* **ACTIVITY**: Examine the entries and show every line in which the word "identity" is found.

* **DATA SECTION**:

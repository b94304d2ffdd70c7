//! Error types for HTTP transport operations.
//!
//! These variants separate transport failures (network, timeout) from
//! status-level failures so callers can react differently to each.

use std::path::PathBuf;

use thiserror::Error;

/// Errors surfaced by the HTTP client and response persistence.
#[derive(Debug, Error)]
pub enum HttpError {
    /// Network-level failure: DNS, connection refused, TLS, or a broken
    /// body stream.
    #[error("network error requesting {url}: {source}")]
    Network {
        /// The URL being requested.
        url: String,
        /// The underlying reqwest error.
        #[source]
        source: reqwest::Error,
    },

    /// The request did not complete within its timeout.
    #[error("timeout requesting {url}")]
    Timeout {
        /// The URL being requested.
        url: String,
    },

    /// A response status a caller chose to surface as an error.
    #[error("HTTP {status} from {url}")]
    Status {
        /// The URL that answered.
        url: String,
        /// The HTTP status code.
        status: u16,
    },

    /// File system failure while persisting a response body.
    #[error("IO error writing to {path}: {source}")]
    Io {
        /// The path being written.
        path: PathBuf,
        /// The underlying IO error.
        #[source]
        source: std::io::Error,
    },
}

// Helper constructors keep call sites terse. There are deliberately no
// `From` impls here: a bare reqwest::Error cannot tell us which URL was in
// flight, so conversions stay explicit.
impl HttpError {
    /// Creates a network error for `url`.
    pub fn network(url: impl Into<String>, source: reqwest::Error) -> Self {
        Self::Network {
            url: url.into(),
            source,
        }
    }

    /// Creates a timeout error for `url`.
    pub fn timeout(url: impl Into<String>) -> Self {
        Self::Timeout { url: url.into() }
    }

    /// Creates a status error for `url`.
    pub fn status(url: impl Into<String>, status: u16) -> Self {
        Self::Status {
            url: url.into(),
            status,
        }
    }

    /// Creates an IO error for `path`.
    pub fn io(path: impl Into<PathBuf>, source: std::io::Error) -> Self {
        Self::Io {
            path: path.into(),
            source,
        }
    }
}
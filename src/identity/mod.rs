//! Request identity: user-agent pool and per-request header synthesis.
//!
//! Every metadata request presents a freshly randomized browser-like
//! identity. The pool refreshes itself on a timer and rotates wholesale
//! when the endpoint starts answering 403.

mod headers;
mod pool;

pub use headers::HeaderSet;
pub use pool::{
    BrowserUaGenerator, FALLBACK_USER_AGENTS, POOL_CAP, PoolError, REFRESH_INTERVAL, SourceError,
    UserAgentPool, UserAgentSource,
};
//! Shared helpers for in-crate tests.

pub mod socket_guard;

* **EXERCISE RESPONSE**:
filename src/identity/mod.rs
//! Request identity: user-agent pool and per-request header synthesis.
//! identity. The pool refreshes itself on a timer and rotates wholesale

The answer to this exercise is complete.